> _WHAT NEEDS TO BE DONE_:
I would like every line of the records below that contains the word "with" copied.
=== Section Start ===
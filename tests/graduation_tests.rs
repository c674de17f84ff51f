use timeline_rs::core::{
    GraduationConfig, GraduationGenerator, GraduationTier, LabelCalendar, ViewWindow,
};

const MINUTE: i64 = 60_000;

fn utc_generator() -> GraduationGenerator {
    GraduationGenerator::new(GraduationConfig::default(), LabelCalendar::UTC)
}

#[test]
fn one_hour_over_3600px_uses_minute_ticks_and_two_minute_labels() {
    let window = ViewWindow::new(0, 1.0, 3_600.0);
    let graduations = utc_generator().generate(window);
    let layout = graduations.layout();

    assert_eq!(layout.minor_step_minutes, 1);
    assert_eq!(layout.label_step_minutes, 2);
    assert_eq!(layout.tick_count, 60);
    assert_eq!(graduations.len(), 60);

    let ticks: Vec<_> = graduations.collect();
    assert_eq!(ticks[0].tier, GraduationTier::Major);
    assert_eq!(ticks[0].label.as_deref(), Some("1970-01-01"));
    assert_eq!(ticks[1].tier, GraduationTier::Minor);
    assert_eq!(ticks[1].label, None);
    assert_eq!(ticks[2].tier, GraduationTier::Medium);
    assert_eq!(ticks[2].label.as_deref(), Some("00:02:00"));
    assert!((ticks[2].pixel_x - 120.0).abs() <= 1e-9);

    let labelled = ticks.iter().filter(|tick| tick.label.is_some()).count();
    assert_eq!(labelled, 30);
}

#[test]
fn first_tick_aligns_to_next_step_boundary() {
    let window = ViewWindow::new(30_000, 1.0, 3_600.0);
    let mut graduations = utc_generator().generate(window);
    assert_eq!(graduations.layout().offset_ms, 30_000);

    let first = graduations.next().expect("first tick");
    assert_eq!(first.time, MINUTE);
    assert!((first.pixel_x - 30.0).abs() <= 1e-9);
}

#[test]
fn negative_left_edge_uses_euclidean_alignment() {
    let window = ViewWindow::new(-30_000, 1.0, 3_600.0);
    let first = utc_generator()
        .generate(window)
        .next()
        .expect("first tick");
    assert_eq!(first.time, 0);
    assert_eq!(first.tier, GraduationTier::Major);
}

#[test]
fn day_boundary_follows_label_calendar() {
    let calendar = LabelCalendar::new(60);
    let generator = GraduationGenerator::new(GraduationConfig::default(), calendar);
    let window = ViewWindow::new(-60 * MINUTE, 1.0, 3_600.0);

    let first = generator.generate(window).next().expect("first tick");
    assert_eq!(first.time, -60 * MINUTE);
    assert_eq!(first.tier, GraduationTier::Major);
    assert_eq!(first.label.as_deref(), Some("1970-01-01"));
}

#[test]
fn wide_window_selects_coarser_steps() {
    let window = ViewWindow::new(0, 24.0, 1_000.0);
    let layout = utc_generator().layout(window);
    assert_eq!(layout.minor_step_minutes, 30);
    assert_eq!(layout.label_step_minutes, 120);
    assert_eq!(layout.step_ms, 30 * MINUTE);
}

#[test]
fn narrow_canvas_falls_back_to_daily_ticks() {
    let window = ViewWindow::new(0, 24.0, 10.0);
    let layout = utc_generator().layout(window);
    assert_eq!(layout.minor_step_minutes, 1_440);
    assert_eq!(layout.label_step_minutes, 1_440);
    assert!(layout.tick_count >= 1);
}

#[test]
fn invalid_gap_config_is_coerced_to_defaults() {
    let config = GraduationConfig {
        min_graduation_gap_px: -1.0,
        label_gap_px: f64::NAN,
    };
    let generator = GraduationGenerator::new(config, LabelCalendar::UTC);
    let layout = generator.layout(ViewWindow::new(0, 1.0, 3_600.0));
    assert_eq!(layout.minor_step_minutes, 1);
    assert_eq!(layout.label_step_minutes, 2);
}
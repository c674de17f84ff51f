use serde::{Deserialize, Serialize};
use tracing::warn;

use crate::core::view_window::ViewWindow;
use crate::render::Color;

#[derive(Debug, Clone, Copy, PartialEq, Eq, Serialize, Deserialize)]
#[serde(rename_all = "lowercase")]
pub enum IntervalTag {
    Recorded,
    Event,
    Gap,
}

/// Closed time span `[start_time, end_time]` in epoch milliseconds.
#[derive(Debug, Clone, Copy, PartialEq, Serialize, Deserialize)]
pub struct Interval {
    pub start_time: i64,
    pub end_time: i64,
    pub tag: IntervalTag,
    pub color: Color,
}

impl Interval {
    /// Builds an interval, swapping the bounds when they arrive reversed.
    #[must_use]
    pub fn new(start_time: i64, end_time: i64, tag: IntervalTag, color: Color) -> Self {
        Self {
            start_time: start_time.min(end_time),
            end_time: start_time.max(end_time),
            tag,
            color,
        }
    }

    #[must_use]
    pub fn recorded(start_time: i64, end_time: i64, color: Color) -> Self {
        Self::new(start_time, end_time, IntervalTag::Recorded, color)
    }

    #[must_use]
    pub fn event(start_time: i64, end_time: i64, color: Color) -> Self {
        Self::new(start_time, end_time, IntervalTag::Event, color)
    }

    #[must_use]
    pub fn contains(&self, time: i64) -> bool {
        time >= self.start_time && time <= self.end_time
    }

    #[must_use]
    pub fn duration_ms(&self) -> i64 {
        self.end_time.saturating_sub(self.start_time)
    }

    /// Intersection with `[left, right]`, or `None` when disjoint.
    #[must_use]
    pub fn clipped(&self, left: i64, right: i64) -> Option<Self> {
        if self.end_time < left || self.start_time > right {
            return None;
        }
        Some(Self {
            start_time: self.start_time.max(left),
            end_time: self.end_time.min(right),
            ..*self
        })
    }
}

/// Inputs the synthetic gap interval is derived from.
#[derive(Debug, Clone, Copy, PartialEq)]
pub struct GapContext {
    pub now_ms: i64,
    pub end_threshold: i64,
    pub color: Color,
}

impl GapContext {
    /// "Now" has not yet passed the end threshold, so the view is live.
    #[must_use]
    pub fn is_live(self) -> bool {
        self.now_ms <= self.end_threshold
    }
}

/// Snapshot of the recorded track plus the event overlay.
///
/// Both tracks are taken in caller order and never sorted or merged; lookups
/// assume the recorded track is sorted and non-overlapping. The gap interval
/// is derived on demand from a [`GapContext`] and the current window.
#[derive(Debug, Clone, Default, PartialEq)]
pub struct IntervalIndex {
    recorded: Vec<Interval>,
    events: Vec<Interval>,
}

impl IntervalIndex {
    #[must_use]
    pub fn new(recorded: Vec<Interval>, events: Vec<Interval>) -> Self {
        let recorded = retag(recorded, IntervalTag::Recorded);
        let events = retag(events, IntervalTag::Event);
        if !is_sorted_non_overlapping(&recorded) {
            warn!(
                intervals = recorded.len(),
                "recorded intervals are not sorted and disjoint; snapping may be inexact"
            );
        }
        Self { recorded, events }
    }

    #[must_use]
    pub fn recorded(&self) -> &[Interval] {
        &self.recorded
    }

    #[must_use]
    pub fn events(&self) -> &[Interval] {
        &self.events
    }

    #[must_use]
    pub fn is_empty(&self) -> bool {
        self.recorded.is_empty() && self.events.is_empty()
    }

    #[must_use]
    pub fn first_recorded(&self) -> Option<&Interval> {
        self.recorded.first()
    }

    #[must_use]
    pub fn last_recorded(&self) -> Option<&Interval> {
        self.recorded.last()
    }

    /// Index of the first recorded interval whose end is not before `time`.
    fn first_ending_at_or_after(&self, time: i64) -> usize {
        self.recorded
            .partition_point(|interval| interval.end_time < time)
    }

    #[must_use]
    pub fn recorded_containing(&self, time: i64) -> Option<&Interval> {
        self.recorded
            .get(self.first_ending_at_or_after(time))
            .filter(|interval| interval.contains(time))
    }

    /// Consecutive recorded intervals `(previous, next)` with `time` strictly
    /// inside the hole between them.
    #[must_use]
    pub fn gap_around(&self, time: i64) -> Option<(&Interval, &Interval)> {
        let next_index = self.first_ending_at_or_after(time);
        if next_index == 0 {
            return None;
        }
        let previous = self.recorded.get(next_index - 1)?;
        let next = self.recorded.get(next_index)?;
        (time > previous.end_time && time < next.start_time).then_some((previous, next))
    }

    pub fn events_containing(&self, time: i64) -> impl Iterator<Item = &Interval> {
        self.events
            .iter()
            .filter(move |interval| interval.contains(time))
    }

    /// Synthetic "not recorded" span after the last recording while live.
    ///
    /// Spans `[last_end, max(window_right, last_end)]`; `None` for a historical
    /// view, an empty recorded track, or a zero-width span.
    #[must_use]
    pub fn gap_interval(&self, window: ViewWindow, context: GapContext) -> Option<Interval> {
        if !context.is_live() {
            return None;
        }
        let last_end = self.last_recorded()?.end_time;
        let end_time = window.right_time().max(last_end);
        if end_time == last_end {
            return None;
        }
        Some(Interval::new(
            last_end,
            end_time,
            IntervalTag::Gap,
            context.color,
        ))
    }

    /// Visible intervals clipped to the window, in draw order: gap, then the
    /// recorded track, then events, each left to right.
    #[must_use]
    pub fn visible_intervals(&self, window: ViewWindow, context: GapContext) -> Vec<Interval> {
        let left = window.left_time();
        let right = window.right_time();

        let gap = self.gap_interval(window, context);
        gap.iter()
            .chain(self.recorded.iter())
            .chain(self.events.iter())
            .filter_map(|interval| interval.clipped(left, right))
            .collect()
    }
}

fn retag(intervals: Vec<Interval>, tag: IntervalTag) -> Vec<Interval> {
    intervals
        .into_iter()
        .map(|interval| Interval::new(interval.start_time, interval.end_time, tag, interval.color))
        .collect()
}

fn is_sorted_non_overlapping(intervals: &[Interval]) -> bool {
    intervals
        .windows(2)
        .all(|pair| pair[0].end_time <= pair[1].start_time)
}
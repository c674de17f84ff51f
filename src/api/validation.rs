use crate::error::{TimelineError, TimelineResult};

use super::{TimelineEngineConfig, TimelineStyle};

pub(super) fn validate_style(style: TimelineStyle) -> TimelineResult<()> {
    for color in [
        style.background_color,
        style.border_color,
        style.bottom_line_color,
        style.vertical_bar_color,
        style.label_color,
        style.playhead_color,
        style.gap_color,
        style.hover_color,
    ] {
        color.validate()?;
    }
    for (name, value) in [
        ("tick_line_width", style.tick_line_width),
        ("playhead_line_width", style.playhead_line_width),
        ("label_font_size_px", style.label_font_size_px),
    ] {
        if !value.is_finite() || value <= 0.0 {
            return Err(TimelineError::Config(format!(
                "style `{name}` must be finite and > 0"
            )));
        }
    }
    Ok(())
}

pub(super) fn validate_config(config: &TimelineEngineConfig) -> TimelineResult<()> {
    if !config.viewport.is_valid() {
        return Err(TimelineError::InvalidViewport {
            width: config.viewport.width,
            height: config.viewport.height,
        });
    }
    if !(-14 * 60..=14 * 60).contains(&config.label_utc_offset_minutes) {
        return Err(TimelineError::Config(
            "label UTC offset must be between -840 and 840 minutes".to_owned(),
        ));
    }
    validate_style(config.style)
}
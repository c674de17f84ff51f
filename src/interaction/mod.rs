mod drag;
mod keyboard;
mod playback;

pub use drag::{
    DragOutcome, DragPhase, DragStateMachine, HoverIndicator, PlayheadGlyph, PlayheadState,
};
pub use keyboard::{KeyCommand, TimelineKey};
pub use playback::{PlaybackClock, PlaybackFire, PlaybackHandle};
=== Section End ===
> _RESPONSE AREA_:
    /// Intersection with `[left, right]`, or `None` when disjoint.
    /// Consecutive recorded intervals `(previous, next)` with `time` strictly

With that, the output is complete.